Разломанное время. Культура и общество в двадцатом веке - стр. 11
Основой западного изобразительного искусства – в отличие, например, от исламского искусства – является репрезентация действительности. Соответственно, в очень значительной степени фигуративное искусство сильно пострадало из-за соревнования с фотографией, которая достигает его главной цели – фиксации впечатлений человеческого глаза – проще, дешевле и гораздо точнее. Как мне представляется, именно это объясняет, почему за импрессионизмом последовал взлет авангарда – живописи за пределами возможностей камеры через новые техники репрезентации: экспрессионизм, фантазию и визионерство – и наконец через абстракцию отказ от репрезентационизма. Этот поиск альтернативы с поправкой на моду и погоню за всем новым по аналогии с наукой и технологией был признан лучшим, более прогрессивным, более современным. Но «шок новизны» (Роберт Хьюз) растерял свою художественную убедительность после 1950-х по причинам, распространяться о которых у меня здесь не хватит времени. Вдобавок к этому, сегодня абстрактное искусство, как минимум в декоративных целях, так же как и изделия ручной работы, создается при помощи современных технологий. Поэтому живопись, с моей точки зрения, оказалась в отчаянном кризисе, хотя это не означает, что больше не будет хороших или даже гениальных художников. Возможно, неслучайно премия Тернера, присуждаемая лучшему молодому британскому художнику года, последнее время все реже вручается живописцам. В этом году (1997) таковых среди кандидатов не было вовсе. На Венецианской биеннале живопись тоже сейчас не в чести.
Чем же заняты художники? Изготавливают так называемые «инсталляции» и видео, хотя они получаются менее интересными, чем работы сценических дизайнеров или рекламщиков. Играют со всякого рода (в том числе и скандального) реди-мейдом. У них есть идеи, часто нехорошие. Изобразительное искусство 1990-х движется от искусства обратно к идее: в отличие от объектива или компьютера, идеи есть только у человека. Искусство перестало быть тем, что человек создает в процессе творчества, – и стало тем, что он думает. «Концептуальное искусство» в конечном счете произошло от Дюшана, и подобно Дюшану с его прорывной выставкой писсуара в качестве «реди-мейд»-объекта, эти практики стремятся не расширить пространство изящного искусства, а уничтожить его. Они объявляют войну искусству, точнее «произведению искусства», созданному отдельным художником, объекту, которым должны восхищаться зрители и который надлежит судить согласно эстетическим критериям красоты.
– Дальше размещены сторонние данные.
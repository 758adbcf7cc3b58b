use jobguard_core::limits::{
    truncate_chars, MAX_ANALYSIS_CHARS, MAX_FALLBACK_DESCRIPTION, MIN_DESCRIPTION,
};
use jobguard_core::{JobFields, JobRecord};
use scraper::{Html, Selector};

use crate::sites::{field_text, profile_for_url, CONTENT_CONTAINERS};
use crate::text::{block_text, char_len};

/// Turns a document snapshot into a [`JobRecord`]. Never fails: fields that
/// cannot be found are left empty and sufficiency is judged by the caller.
pub trait Extractor: Send + Sync {
    fn extract(&self, document: &Html, url: &str) -> JobRecord;
}

/// Selector-table extractor:
/// - per field, the first non-empty match, host profile before generic profile
/// - short or missing descriptions fall back to the main content container
/// - `text` capped at `max_chars`
#[derive(Debug, Clone)]
pub struct SiteAwareExtractor {
    max_chars: usize,
}

impl SiteAwareExtractor {
    pub fn new(max_chars: usize) -> Self {
        Self { max_chars }
    }
}

impl Default for SiteAwareExtractor {
    fn default() -> Self {
        Self::new(MAX_ANALYSIS_CHARS)
    }
}

impl Extractor for SiteAwareExtractor {
    fn extract(&self, document: &Html, url: &str) -> JobRecord {
        let site = profile_for_url(url);
        let root = document.root_element();

        let mut description = field_text(root, site, |p| p.description, true).unwrap_or_default();
        if char_len(&description) < MIN_DESCRIPTION {
            if let Some(fallback) = fallback_description(document) {
                if char_len(&fallback) > char_len(&description) {
                    jobguard_logging::guard_debug!(
                        "description for {url} too short ({} chars), using content container",
                        char_len(&description)
                    );
                    description = fallback;
                }
            }
        }

        let fields = JobFields {
            title: field_text(root, site, |p| p.title, false).unwrap_or_default(),
            company: field_text(root, site, |p| p.company, false).unwrap_or_default(),
            location: field_text(root, site, |p| p.location, false),
            salary: field_text(root, site, |p| p.salary, false),
            description,
        };
        JobRecord::from_fields_with_limit(fields, url, self.max_chars)
    }
}

/// First content container holding a usable description, else the whole body.
fn fallback_description(document: &Html) -> Option<String> {
    let container = CONTENT_CONTAINERS.iter().find_map(|raw| {
        let selector = Selector::parse(raw).ok()?;
        document
            .select(&selector)
            .map(block_text)
            .find(|text| char_len(text) >= MIN_DESCRIPTION)
    });
    let text = container.or_else(|| {
        let body = Selector::parse("body").ok()?;
        document.select(&body).next().map(block_text)
    })?;
    let text = truncate_chars(&text, MAX_FALLBACK_DESCRIPTION).trim_end();
    (!text.is_empty()).then(|| text.to_string())
}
И впрямь, кто из художественных критиков сегодня так поступает? Кто сегодня без иронии использует в критическом дискурсе слово «красота»? Только математики, шахматисты, спортивные репортеры, поклонники человеческой красоты (будь это внешность или голос) способны без труда прийти к согласию по поводу «красоты» или ее отсутствия. Художественные критики этого сделать не могут.
Мне кажется значимым то, что сейчас, спустя три четверти века, художники возвращаются к настроениям дадаистских времен, к апокалиптическому авангарду 1917–1923 годов, который стремился не модернизировать искусство как таковое, а уничтожить его. Его представители, вероятно, как-то распознали, что наше традиционное понятие искусства действительно изживает себя. Оно еще применимо к старому, вручную созданному искусству, застывшему в классицизме, но никак не к шквалу чувственных впечатлений и ощущений, который сегодня захлестывает человечество.